▶ Task requirements: Each line below with the word "Sequencer" needs to be copied.

-- Records to use follows --

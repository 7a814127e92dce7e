use crate::protocol::{Attribute, Outbound, Target, TargetKind};
use crate::EntityId;

fn into_target(entity: EntityId, attributes: Vec<Attribute>) -> Target {
    match entity {
        EntityId::Master => Target {
            kind: TargetKind::Master,
            id: None,
            attributes,
        },
        EntityId::Sequencer(id) => Target {
            kind: TargetKind::Sequencer,
            id: Some(id),
            attributes,
        },
    }
}

/// Accumulates addressed attribute changes into one `set` batch.
///
/// Values pass through untouched; range checks belong to the controller.
#[derive(Debug, Default, Clone)]
pub struct SetCommandBuilder {
    targets: Vec<Target>,
}

impl SetCommandBuilder {
    pub fn new() -> Self {
        Self::default()
    }

    pub fn target(mut self, entity: EntityId, attributes: Vec<Attribute>) -> Self {
        self.push(entity, attributes);
        self
    }

    pub fn push(&mut self, entity: EntityId, attributes: Vec<Attribute>) {
        self.targets.push(into_target(entity, attributes));
    }

    pub fn build(self) -> Outbound {
        Outbound::Set {
            targets: self.targets,
        }
    }
}

pub fn build_set_command<I>(targets: I) -> Outbound
where
    I: IntoIterator<Item = (EntityId, Vec<Attribute>)>,
{
    let mut builder = SetCommandBuilder::new();
    for (entity, attributes) in targets {
        builder.push(entity, attributes);
    }
    builder.build()
}

pub fn interval_from_bpm(bpm: f64) -> f64 {
    60.0 / bpm
}

pub fn bpm_from_interval(interval: f64) -> f64 {
    60.0 / interval
}

pub fn set_master_interval(bpm: f64) -> Outbound {
    SetCommandBuilder::new()
        .target(
            EntityId::Master,
            vec![Attribute::Interval {
                value: interval_from_bpm(bpm),
            }],
        )
        .build()
}

pub fn start_all() -> Outbound {
    Outbound::StartAll
}

pub fn stop_all() -> Outbound {
    Outbound::StopAll
}
// Copyright 2025 Red Hat, Inc.
//
// Licensed under the Apache License, Version 2.0 (the "License");
// you may not use this file except in compliance with the License.
// You may obtain a copy of the License at
//
//     https://www.apache.org/licenses/LICENSE-2.0
//
// Unless required by applicable law or agreed to in writing, software
// distributed under the License is distributed on an "AS IS" BASIS,
// WITHOUT WARRANTIES OR CONDITIONS OF ANY KIND, either express or implied.
// See the License for the specific language governing permissions and
// limitations under the License.

//! End-to-end checks for per-call credential injection.

mod common;

use common::{ScriptedInventory, object_with_token, start};
use http::{HeaderName, HeaderValue};
use kessel_auth::credentials::{Builder as CredentialsBuilder, OAuth2ClientCredentials};
use kessel_errors::{Error, Result};
use kessel_inventory::channel::CallCredentials;
use kessel_inventory::paginator::streamed_list_objects;
use kessel_inventory::v1beta2::{self, RepresentationType, SubjectReference};
use std::sync::{Arc, Mutex};

// The builder refuses OAuth2 credentials over the plaintext test transport,
// so the tests wrap them in call credentials that opt out of that policy.
#[derive(Debug)]
struct PlaintextOAuth2 {
    credentials: OAuth2ClientCredentials,
}

#[async_trait::async_trait]
impl CallCredentials for PlaintextOAuth2 {
    async fn headers(&self) -> Result<Vec<(HeaderName, HeaderValue)>> {
        let token = self.credentials.token().await?;
        let value = HeaderValue::from_str(&format!("Bearer {}", token.access_token))
            .map_err(Error::token_retrieval)?;
        Ok(vec![(http::header::AUTHORIZATION, value)])
    }

    fn require_transport_security(&self) -> bool {
        false
    }
}

// Serves one fixed token, counting the exchanges.
async fn start_token_endpoint() -> (String, Arc<Mutex<i32>>, tokio::task::JoinHandle<()>) {
    let calls = Arc::new(Mutex::new(0));
    let counter = calls.clone();
    let handler = move || {
        let counter = counter.clone();
        async move {
            *counter.lock().unwrap() += 1;
            axum::Json(serde_json::json!({
                "access_token": "test-token",
                "token_type": "Bearer",
                "expires_in": 3600,
            }))
        }
    };
    let app = axum::Router::new().route("/token", axum::routing::post(handler));
    let listener = tokio::net::TcpListener::bind("127.0.0.1:0").await.unwrap();
    let addr = listener.local_addr().unwrap();
    let server = tokio::spawn(async {
        axum::serve(listener, app).await.unwrap();
    });
    (format!("http://{addr}/token"), calls, server)
}

fn workspace_type() -> RepresentationType {
    RepresentationType {
        resource_type: "workspace".into(),
        reporter_type: Some("rbac".into()),
    }
}

#[tokio::test]
async fn calls_carry_a_bearer_token_from_one_exchange() -> anyhow::Result<()> {
    let (token_endpoint, exchanges, _token_server) = start_token_endpoint().await;
    let credentials = CredentialsBuilder::new("test-client-id", "test-client-secret")
        .with_token_endpoint(token_endpoint)
        .build()
        .await?;

    let service = ScriptedInventory::default();
    service.push_page(vec![object_with_token("w1", "")]);
    service.push_page(vec![object_with_token("w2", "")]);
    let (endpoint, _server) = start(service.clone()).await?;

    let (client, _connection) = v1beta2::client_builder(&endpoint)
        .insecure()
        .authenticated(Arc::new(PlaintextOAuth2 { credentials }))
        .build()?;

    // Two separate listings, each one RPC.
    for _ in 0..2 {
        let mut pager = streamed_list_objects(
            client.clone(),
            workspace_type(),
            "view",
            SubjectReference::default(),
            "",
        );
        while let Some(response) = pager.next().await {
            response?;
        }
    }

    let headers = service.authorization_headers();
    assert_eq!(
        headers,
        vec![
            Some("Bearer test-token".to_string()),
            Some("Bearer test-token".to_string()),
        ]
    );
    // Both calls were served by the same cached token.
    assert_eq!(*exchanges.lock().unwrap(), 1);
    Ok(())
}

#[tokio::test]
async fn failed_exchange_fails_the_call() -> anyhow::Result<()> {
    // No token endpoint listens here.
    let credentials = CredentialsBuilder::new("test-client-id", "test-client-secret")
        .with_token_endpoint("http://127.0.0.1:1/token")
        .build()
        .await?;

    let service = ScriptedInventory::default();
    service.push_page(vec![object_with_token("w1", "")]);
    let (endpoint, _server) = start(service.clone()).await?;

    let (client, _connection) = v1beta2::client_builder(&endpoint)
        .insecure()
        .authenticated(Arc::new(PlaintextOAuth2 { credentials }))
        .build()?;

    let mut pager = streamed_list_objects(
        client,
        workspace_type(),
        "view",
        SubjectReference::default(),
        "",
    );
    let err = pager.next().await.expect("an error item").unwrap_err();
    assert!(err.is_connection(), "{err:?}");
    // The request never reached the service.
    assert!(service.requests().is_empty());
    Ok(())
}

#[tokio::test]
async fn unauthenticated_calls_carry_no_authorization() -> anyhow::Result<()> {
    let service = ScriptedInventory::default();
    service.push_page(vec![object_with_token("w1", "")]);
    let (endpoint, _server) = start(service.clone()).await?;

    let (client, _connection) = v1beta2::client_builder(&endpoint).insecure().build()?;
    let mut pager = streamed_list_objects(
        client,
        workspace_type(),
        "view",
        SubjectReference::default(),
        "",
    );
    while let Some(response) = pager.next().await {
        response?;
    }

    assert_eq!(service.authorization_headers(), vec![None]);
    Ok(())
}
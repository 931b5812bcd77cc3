// Copyright 2025 Red Hat, Inc.
//
// Licensed under the Apache License, Version 2.0 (the "License");
// you may not use this file except in compliance with the License.
// You may obtain a copy of the License at
//
//     https://www.apache.org/licenses/LICENSE-2.0
//
// Unless required by applicable law or agreed to in writing, software
// distributed under the License is distributed on an "AS IS" BASIS,
// WITHOUT WARRANTIES OR CONDITIONS OF ANY KIND, either express or implied.
// See the License for the specific language governing permissions and
// limitations under the License.

//! OAuth2 authentication for the Kessel client libraries.
//!
//! Kessel services authenticate callers with the OAuth2 [client-credentials
//! grant]: a service presents its client id and secret to a token endpoint
//! and receives a short-lived bearer token. This crate implements that flow:
//!
//! - [credentials::OAuth2ClientCredentials] owns one client-credentials
//!   identity. It caches the current token and refreshes it before expiration,
//!   coordinating concurrent callers so that at most one refresh is in flight
//!   per identity.
//! - [discovery::fetch_oidc_discovery] resolves a token endpoint from an
//!   issuer URL using the [OIDC discovery] convention.
//! - [request::AuthRequest] decorates plain HTTP requests with a bearer
//!   token, for REST endpoints that sit next to the gRPC API.
//!
//! The HTTP client used for token refreshes and discovery is injectable;
//! a default [reqwest::Client] is created only when the caller does not
//! provide one.
//!
//! # Example
//! ```no_run
//! # use kessel_auth::credentials;
//! # async fn sample() -> kessel_errors::Result<()> {
//! let credentials = credentials::Builder::new("my-client-id", "my-client-secret")
//!     .with_issuer("https://sso.example.com/realms/example")
//!     .build()
//!     .await?;
//! let token = credentials.token().await?;
//! println!("token expires at {:?}", token.expires_at);
//! # Ok(()) }
//! ```
//!
//! [client-credentials grant]: https://datatracker.ietf.org/doc/html/rfc6749#section-4.4
//! [OIDC discovery]: https://openid.net/specs/openid-connect-discovery-1_0.html

pub mod credentials;
pub mod discovery;
pub mod request;
mod token;
mod token_cache;

pub use kessel_errors::{Error, Result};
pub use token::Token;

-- Records to use concluded --

▶ Exercise answer:
        EntityId::Sequencer(id) => Target {
            kind: TargetKind::Sequencer,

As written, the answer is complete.